//! This module contains the implementation of the `document_symbol` language feature.
use tower_lsp::lsp_types::*;

use crate::backend::{language_features::helpers::*, VexBackend};

impl VexBackend {
    pub async fn document_symbol(
        &self,
        params: DocumentSymbolParams,
    ) -> tower_lsp::jsonrpc::Result<Option<DocumentSymbolResponse>> {
        let uri = params.text_document.uri;

        // Get the AST
        let ast = match self.ast_cache.get(&uri.to_string()) {
            Some(ast) => ast.clone(),
            None => return Ok(None),
        };

        // Get document text for position calculation
        let text = match self.documents.get(&uri.to_string()) {
            Some(t) => t.clone(),
            None => return Ok(None),
        };

        let mut symbols = Vec::new();

        // Iterate through all items in the AST
        for item in &ast.items {
            match item {
                vex_ast::Item::Function(func) => {
                    // Find function position in source
                    if let Some(range) = find_pattern_in_source(&text, &format!("fn {}", func.name))
                    {
                        let params_str = func
                            .params
                            .iter()
                            .map(|p| format!("{}: {}", p.name, type_to_string(&p.ty)))
                            .collect::<Vec<_>>()
                            .join(", ");

                        let return_str = if let Some(ret) = &func.return_type {
                            format!(": {}", type_to_string(ret))
                        } else {
                            String::new()
                        };

                        #[allow(deprecated)]
                        symbols.push(DocumentSymbol {
                            name: func.name.clone(),
                            detail: Some(format!("({}){}", params_str, return_str)),
                            kind: SymbolKind::FUNCTION,
                            tags: None,
                            deprecated: None,
                            range,
                            selection_range: range,
                            children: None,
                        });
                    }
                }
                vex_ast::Item::Struct(s) => {
                    if let Some(range) =
                        find_pattern_in_source(&text, &format!("struct {}", s.name))
                    {
                        let mut children = Vec::new();

                        // Add struct fields as children
                        for field in &s.fields {
                            if let Some(field_range) = find_pattern_in_source(&text, &field.name) {
                                #[allow(deprecated)]
                                children.push(DocumentSymbol {
                                    name: field.name.clone(),
                                    detail: Some(type_to_string(&field.ty)),
                                    kind: SymbolKind::FIELD,
                                    tags: None,
                                    deprecated: None,
                                    range: field_range,
                                    selection_range: field_range,
                                    children: None,
                                });
                            }
                        }

                        #[allow(deprecated)]
                        symbols.push(DocumentSymbol {
                            name: s.name.clone(),
                            detail: Some(format!("struct with {} fields", s.fields.len())),
                            kind: SymbolKind::STRUCT,
                            tags: None,
                            deprecated: None,
                            range,
                            selection_range: range,
                            children: if children.is_empty() {
                                None
                            } else {
                                Some(children)
                            },
                        });
                    }
                }
                vex_ast::Item::Enum(e) => {
                    if let Some(range) = find_pattern_in_source(&text, &format!("enum {}", e.name))
                    {
                        let mut children = Vec::new();

                        // Add enum variants as children
                        for variant in &e.variants {
                            if let Some(variant_range) =
                                find_pattern_in_source(&text, &variant.name)
                            {
                                // Format multi-value tuple variant types
                                let detail = if variant.data.is_empty() {
                                    None
                                } else if variant.data.len() == 1 {
                                    Some(type_to_string(&variant.data[0]))
                                } else {
                                    Some(format!(
                                        "({})",
                                        variant
                                            .data
                                            .iter()
                                            .map(|t| type_to_string(t))
                                            .collect::<Vec<_>>()
                                            .join(", ")
                                    ))
                                };

                                #[allow(deprecated)]
                                children.push(DocumentSymbol {
                                    name: variant.name.clone(),
                                    detail,
                                    kind: SymbolKind::ENUM_MEMBER,
                                    tags: None,
                                    deprecated: None,
                                    range: variant_range,
                                    selection_range: variant_range,
                                    children: None,
                                });
                            }
                        }

                        #[allow(deprecated)]
                        symbols.push(DocumentSymbol {
                            name: e.name.clone(),
                            detail: Some(format!("enum with {} variants", e.variants.len())),
                            kind: SymbolKind::ENUM,
                            tags: None,
                            deprecated: None,
                            range,
                            selection_range: range,
                            children: if children.is_empty() {
                                None
                            } else {
                                Some(children)
                            },
                        });
                    }
                }

                vex_ast::Item::Const(c) => {
                    if let Some(range) = find_pattern_in_source(&text, &format!("const {}", c.name))
                    {
                        let type_str = if let Some(ty) = &c.ty {
                            type_to_string(ty)
                        } else {
                            "inferred".to_string()
                        };

                        #[allow(deprecated)]
                        symbols.push(DocumentSymbol {
                            name: c.name.clone(),
                            detail: Some(type_str),
                            kind: SymbolKind::CONSTANT,
                            tags: None,
                            deprecated: None,
                            range,
                            selection_range: range,
                            children: None,
                        });
                    }
                }
                _ => {}
            }
        }

        if symbols.is_empty() {
            Ok(None)
        } else {
            Ok(Some(DocumentSymbolResponse::Nested(symbols)))
        }
    }
}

TASK GOAL » Wherever a line of the data above contains "detail", copy that line.

COMPLETED TASK »
                            detail: Some(format!("({}){}", params_str, return_str)),
                                    detail: Some(type_to_string(&field.ty)),
                            detail: Some(format!("struct with {} fields", s.fields.len())),
                                let detail = if variant.data.is_empty() {
                                    detail,
                            detail: Some(format!("enum with {} variants", e.variants.len())),
                            detail: Some(type_str),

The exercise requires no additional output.